Twenty-One Farewells
by Emily Kerlin

$15.00

From arcing fireworks to a bat in the belly of a church organ, Emily Kerlin’s poems explore the expansive territory of farewell. Each poem enshrouds the reader in a mystery of loss, some miniscule, others astronomical, coaxing them toward revelation. And in what striking forms these revelations manifest: a boy lost forever as “Mice scuttle in the hay,/ brittle leaves scratch/ in the autumn chill”; a husband struggling with “the constant problem/ of breath”; a plague and its wake of “crocuses pushing purple into this cold March morning.” Kerlin’s poetry compels you to lean in a little closer, to listen and look with more intention, then rewards you with “a spill of starlight,” and “the fragile lace of the human lung.”

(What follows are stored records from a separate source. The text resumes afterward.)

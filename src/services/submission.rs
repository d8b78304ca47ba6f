//! 提交后端契约 - 业务能力层
//!
//! 核心只依赖这个 trait：查重、保存、记录提交时间。
//! 具体后端由宿主注入（HTTP 实现见 http_submission，
//! 内存实现见 memory_submission）。

use crate::error::AppResult;
use crate::models::record::SubmissionRecord;

/// 提交后端能力
///
/// - `check_duplicate` 必须在 `save` 之前完成并返回"非重复"
/// - `mark_submission_time` 失败只记日志，不影响提交结果
#[allow(async_fn_in_trait)]
pub trait SubmissionService {
    /// 按（受访者类别, 联系方式）查询冷却窗口内是否已有提交
    async fn check_duplicate(&self, category_key: &str, contact_key: &str) -> AppResult<bool>;

    /// 持久化一条提交记录
    ///
    /// 后端明确拒绝时返回 `SubmissionError::SaveRejected`（携带用户可见文案）
    async fn save(&self, record: &SubmissionRecord) -> AppResult<()>;

    /// 记录本次提交的时间戳（用于后端的重复提交窗口）
    async fn mark_submission_time(&self, category_key: &str, contact_key: &str) -> AppResult<()>;
}
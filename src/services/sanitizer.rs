//! 记录净化服务 - 业务能力层
//!
//! 只负责"清洗字符串字段"能力：去标签、去控制字符、截断。

use std::sync::OnceLock;

use regex::Regex;

use crate::models::record::SubmissionRecord;

/// 单个字符串字段的最大保留长度
const MAX_FIELD_LEN: usize = 2000;

fn tag_pattern() -> &'static Regex {
    static PATTERN: OnceLock<Regex> = OnceLock::new();
    PATTERN.get_or_init(|| Regex::new(r"<[^>]*>").expect("标签正则不合法"))
}

/// 净化单个字符串：去 HTML 标签、去控制字符、去首尾空白、截断
pub fn sanitize_text(input: &str) -> String {
    let stripped = tag_pattern().replace_all(input, "");
    let cleaned: String = stripped
        .chars()
        .filter(|c| !c.is_control() || *c == '\n')
        .collect();
    cleaned.trim().chars().take(MAX_FIELD_LEN).collect()
}

/// 净化整条提交记录的所有字符串字段
pub fn sanitize_record(mut record: SubmissionRecord) -> SubmissionRecord {
    record.for_each_string(|s| *s = sanitize_text(s));
    record
}

#[cfg(test)]
mod tests {
    use super::*;

    #[test]
    fn strips_tags_and_trims() {
        assert_eq!(
            sanitize_text("  <script>alert(1)</script>hello  "),
            "alert(1)hello"
        );
        assert_eq!(sanitize_text("<b>bold</b> text"), "bold text");
    }

    #[test]
    fn removes_control_chars_but_keeps_newlines() {
        assert_eq!(sanitize_text("a\u{0007}b\nc"), "ab\nc");
    }
}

Emily Kerlin has called the following things home: a 13-tatami-mat flat in Japan, a gaff-rigged schooner in Manhattan, a stone home on an island in Lake Michigan, a blue left-zip mummy bag in British Columbia, a Guatemalan trimaran in Micronesia, a ski lodge in Montana and a small town near the Baltic coast of Germany. Her current home sits at 728 feet above sea level in Urbana, Illinois where she has been teaching the difference between “chicken” and “kitchen” to English language learners in public schools for the last 20 years. She has published poems in Intima: A Journal of Narrative Medicine, Bridge, Storm Cellar, The Pittsburg Poetry Journal, The MacGuffin, Split Rock Review and Blue Mountain Review.

emilykerlin.com

We are thrilled the announce the winner of our 2023 Dare to be Chapbook Contest, Emily Kerlin, for her manuscript, Twenty-One Farewells! From our Judge, Emily Patterson, “Twenty-One Farewells is a meditation on loss in its many forms: loss of earlier selves, of childhood innocence; loss in nature, in the death of animals both wild and domestic; loss of trust, home, expectation, connection.”

Twenty-One Farewells tells of the many ways loss can manifest in our lives through addiction, mental illness, pandemic shutdown, divorce, parenting, and in our intersection with the natural world around us. I look at my mother and my daughter–and really all women– and feel connected through our farewells, the ones that anguish us and the ones that liberate us.